Sunday, January 6, 2013: 8:50 AM
Roosevelt Ballroom II (Roosevelt New Orleans)
Concern over the personal religious beliefs of American presidential candidates is not a recent phenomenon. In the first two contested presidential elections in U.S. history, clergymen and political leaders actively debated the potential impact Thomas Jefferson’s deist beliefs would have on American religious life. During the elections of 1796 and 1800, Jefferson’s political opponents demonized him in sermons, pamphlets, and newspapers, insisting that a Jefferson presidency would result in the persecution of Christians and the prohibition of all religion. This extreme anti-deist rhetoric was not limited to the North where the Federalist Party was strongest. It also existed in the South, even in Jefferson’s home state of Virginia.
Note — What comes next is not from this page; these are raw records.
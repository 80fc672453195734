//! Environment-sourced configuration for the bot and the sync adapter.
//!
//! Everything is read once at startup and carried in explicit config values;
//! nothing in the bot reads the environment after this point.

use std::time::Duration;

use notedrop_sync::{RetryConfig, StoreConfig};

use crate::error::{BotError, Result};

/// Backend URL used with the `--local` flag.
const LOCAL_BACKEND_URL: &str = "http://localhost:8000";

/// Default number of entries shown by `/history`.
const DEFAULT_HISTORY_LIMIT: usize = 5;

/// Bot-side settings.
#[derive(Debug, Clone)]
pub struct BotConfig {
    /// Telegram bot token.
    pub token: String,
    /// Chats the bot answers to. Everyone else is ignored.
    pub allowed_chat_ids: Vec<i64>,
    /// Chats that get a message when the bot starts.
    pub report_chat_ids: Vec<i64>,
    /// Entries shown by `/history`.
    pub history_limit: usize,
}

impl BotConfig {
    /// Reads the bot configuration from the environment.
    pub fn from_env() -> Result<Self> {
        let token = std::env::var("TELEGRAM_BOT_TOKEN").map_err(|_| BotError::NoToken)?;

        let allowed_raw = std::env::var("ALLOWED_CHAT_IDS")
            .map_err(|_| BotError::MissingEnv("ALLOWED_CHAT_IDS"))?;
        let allowed_chat_ids = parse_chat_ids(&allowed_raw, "ALLOWED_CHAT_IDS")?;

        let report_chat_ids = match std::env::var("STARTUP_CHAT_IDS_REPORT") {
            Ok(raw) => parse_chat_ids(&raw, "STARTUP_CHAT_IDS_REPORT")?,
            Err(_) => Vec::new(),
        };

        Ok(Self {
            token,
            allowed_chat_ids,
            report_chat_ids,
            history_limit: DEFAULT_HISTORY_LIMIT,
        })
    }

    /// Whether the bot serves this chat.
    pub fn is_allowed(&self, chat_id: i64) -> bool {
        self.allowed_chat_ids.contains(&chat_id)
    }
}

/// Builds the store configuration from the environment.
///
/// With `local` set the base URL points at a localhost backend and the API
/// token may be absent, mirroring a backend run without auth on the side.
pub fn store_config_from_env(local: bool) -> Result<StoreConfig> {
    let base_url = if local {
        LOCAL_BACKEND_URL.to_string()
    } else {
        std::env::var("NOTES_API_URL").map_err(|_| BotError::MissingEnv("NOTES_API_URL"))?
    };

    let api_token = match std::env::var("NOTES_API_TOKEN") {
        Ok(token) => token,
        Err(_) if local => String::new(),
        Err(_) => return Err(BotError::MissingEnv("NOTES_API_TOKEN")),
    };

    let mut config = StoreConfig::new(base_url, api_token);

    if let Some(secs) = parse_env_number::<u64>("NOTES_API_TIMEOUT_SECS")? {
        config.request_timeout = Duration::from_secs(secs);
    }

    let mut retry = RetryConfig::default();
    if let Some(max_retries) = parse_env_number::<u32>("NOTES_MAX_RETRIES")? {
        retry.max_retries = max_retries;
    }
    if let Some(base_ms) = parse_env_number::<u64>("NOTES_RETRY_BASE_MS")? {
        retry.base_delay = Duration::from_millis(base_ms);
    }
    config.retry = retry;

    Ok(config)
}

/// Parses a comma-separated list of chat ids.
///
/// Blank segments are skipped so trailing commas don't break startup.
fn parse_chat_ids(raw: &str, name: &'static str) -> Result<Vec<i64>> {
    raw.split(',')
        .map(str::trim)
        .filter(|s| !s.is_empty())
        .map(|s| {
            s.parse::<i64>().map_err(|_| BotError::InvalidEnv {
                name,
                value: s.to_string(),
            })
        })
        .collect()
}

/// Reads an optional numeric environment variable.
fn parse_env_number<T: std::str::FromStr>(name: &'static str) -> Result<Option<T>> {
    match std::env::var(name) {
        Ok(raw) => raw
            .trim()
            .parse::<T>()
            .map(Some)
            .map_err(|_| BotError::InvalidEnv { name, value: raw }),
        Err(_) => Ok(None),
    }
}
In this paper, I examine the language used by politicized clergymen in Election Day sermons (which functioned as meaningful political rituals), and the extent to which the hyperbolic language used by Jefferson’s opponents was motivated by genuine fears for “America’s soul.” I conclude that these attacks on Jefferson’s religion were primarily a “straw man” set up to distract voters from more political concerns of party and regional interests. Viewing Election Day sermons in their full political context and juxtaposed with voting records reveals the political motivations behind these sermons. In Jefferson’s Virginia, the use of anti-deist rhetoric to oppose Jefferson was not limited to Federalists, as historians generally assume, but was also prominent among men in the state’s mountainous region resentful of tidewater elite’s stranglehold on wealth and power. Even though Jefferson’s election in 1800 proved to have no ill-effects on American religious life, many held the notion that America required a Christian president, even if only nominally. Furthermore, attacking political rivals based on their religious beliefs has become a common strategy in American presidential politics. This paper explains the strategy’s genesis and elucidates the partisan origins of the Christian president myth.